**EXERCISE:** Which lines below mention "None"? Pick each one out.

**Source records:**
○ ○ ○ ○ ○

//! OpenAI 兼容 API 生成后端
//!
//! 通过 async_openai 调用任意 OpenAI 兼容端点（可配置 base_url），流式累积 delta 文本；
//! 附图时以 `data:` URL 作为 image_url 内容块发送。

use std::time::Instant;

use async_openai::config::OpenAIConfig;
use async_openai::error::OpenAIError;
use async_openai::types::chat::{
    ChatCompletionRequestMessage, ChatCompletionRequestMessageContentPartImageArgs,
    ChatCompletionRequestMessageContentPartTextArgs, ChatCompletionRequestUserMessageArgs,
    ChatCompletionRequestUserMessageContentPart, CreateChatCompletionRequestArgs, ImageUrlArgs,
};
use async_openai::Client;
use async_trait::async_trait;
use futures_util::StreamExt;
use tokio_util::sync::CancellationToken;

use crate::core::{ErrorKind, GenerationError};
use crate::llm::{Generation, GenerationRequest, Generator, ImagePart};

pub const DEFAULT_OPENAI_BASE_URL: &str = "https://api.openai.com/v1";

/// OpenAI 兼容后端：持有 Client；api_key 缺失时不发请求，直接返回 ApiKeyMissing
pub struct OpenAiGenerator {
    client: Client<OpenAIConfig>,
    has_api_key: bool,
}

impl OpenAiGenerator {
    pub fn new(base_url: Option<&str>, api_key: Option<&str>) -> Self {
        let api_key = api_key
            .map(str::trim)
            .filter(|k| !k.is_empty())
            .map(String::from);
        let has_api_key = api_key.is_some();

        let config = OpenAIConfig::new()
            .with_api_base(base_url.unwrap_or(DEFAULT_OPENAI_BASE_URL).trim_end_matches('/'))
            .with_api_key(api_key.unwrap_or_default());

        Self {
            client: Client::with_config(config),
            has_api_key,
        }
    }

    fn to_user_message(
        prompt: &str,
        image: Option<&ImagePart>,
    ) -> Result<ChatCompletionRequestMessage, OpenAIError> {
        let message = match image {
            Some(image) => {
                let text = ChatCompletionRequestMessageContentPartTextArgs::default()
                    .text(prompt)
                    .build()?;
                let image_url = ChatCompletionRequestMessageContentPartImageArgs::default()
                    .image_url(ImageUrlArgs::default().url(image.data_url()).build()?)
                    .build()?;
                ChatCompletionRequestUserMessageArgs::default()
                    .content(vec![
                        ChatCompletionRequestUserMessageContentPart::Text(text),
                        ChatCompletionRequestUserMessageContentPart::ImageUrl(image_url),
                    ])
                    .build()?
            }
            None => ChatCompletionRequestUserMessageArgs::default()
                .content(prompt)
                .build()?,
        };
        Ok(ChatCompletionRequestMessage::User(message))
    }

    async fn stream_completion(&self, request: GenerationRequest<'_>) -> Result<String, OpenAIError> {
        let body = CreateChatCompletionRequestArgs::default()
            .model(request.model)
            .messages(vec![Self::to_user_message(request.prompt, request.image)?])
            .stream(true)
            .build()?;

        let mut stream = self.client.chat().create_stream(body).await?;
        let mut text = String::new();
        while let Some(chunk) = stream.next().await {
            let chunk = chunk?;
            if let Some(delta) = chunk
                .choices
                .first()
                .and_then(|c| c.delta.content.as_deref())
            {
                text.push_str(delta);
            }
        }
        Ok(text)
    }
}

/// 将 async_openai 错误映射为 ErrorKind（按状态码 / 错误码关键字）
pub(crate) fn classify_openai_error(err: &OpenAIError) -> ErrorKind {
    let text = err.to_string().to_lowercase();
    if text.contains("401")
        || text.contains("403")
        || text.contains("invalid_api_key")
        || text.contains("incorrect api key")
        || text.contains("permission")
    {
        ErrorKind::ApiKeyInvalid
    } else if text.contains("429") || text.contains("quota") || text.contains("rate limit") {
        ErrorKind::QuotaExceeded
    } else {
        ErrorKind::ApiCommunication
    }
}

#[async_trait]
impl Generator for OpenAiGenerator {
    async fn generate(
        &self,
        request: GenerationRequest<'_>,
        cancel: &CancellationToken,
    ) -> Result<Generation, GenerationError> {
        let started = Instant::now();
        if !self.has_api_key {
            return Err(GenerationError::new(
                ErrorKind::ApiKeyMissing,
                "OpenAI 兼容 API 密钥未配置。请在配置文件或 OPENAI_API_KEY 环境变量中提供。",
                started.elapsed(),
            ));
        }

        let result = tokio::select! {
            _ = cancel.cancelled() => return Err(GenerationError::cancelled()),
            r = self.stream_completion(request) => r,
        };

        match result {
            Ok(text) => Ok(Generation {
                text,
                elapsed: started.elapsed(),
            }),
            Err(e) => {
                let kind = classify_openai_error(&e);
                tracing::warn!(model = request.model, ?kind, "OpenAI request failed: {}", e);
                Err(GenerationError::new(
                    kind,
                    format!("与AI通信时出错: {}", e),
                    started.elapsed(),
                ))
            }
        }
    }

    fn name(&self) -> &str {
        "openai"
    }
}

#[cfg(test)]
mod tests {
    use super::*;

    #[tokio::test]
    async fn test_missing_key_short_circuits() {
        let gen = OpenAiGenerator::new(Some("http://127.0.0.1:9"), Some("   "));
        let request = GenerationRequest {
            prompt: "hi",
            model: "gpt-4o-mini",
            image: None,
            thinking_budget: None,
        };
        let err = gen
            .generate(request, &CancellationToken::new())
            .await
            .unwrap_err();
        assert_eq!(err.kind, ErrorKind::ApiKeyMissing);
    }

    #[test]
    fn test_classify_invalid_argument_is_communication() {
        let err = OpenAIError::InvalidArgument("bad request shape".to_string());
        assert_eq!(classify_openai_error(&err), ErrorKind::ApiCommunication);
    }

    #[test]
    fn test_user_message_with_image() {
        let image = ImagePart::new("image/jpeg", "Zm9v");
        let message = OpenAiGenerator::to_user_message("look", Some(&image)).unwrap();
        assert!(matches!(message, ChatCompletionRequestMessage::User(_)));
    }
}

○ ○ ○ ○ ○

**SOLUTION TO THE PROBLEM:**
            None => ChatCompletionRequestUserMessageArgs::default()
            image: None,
            thinking_budget: None,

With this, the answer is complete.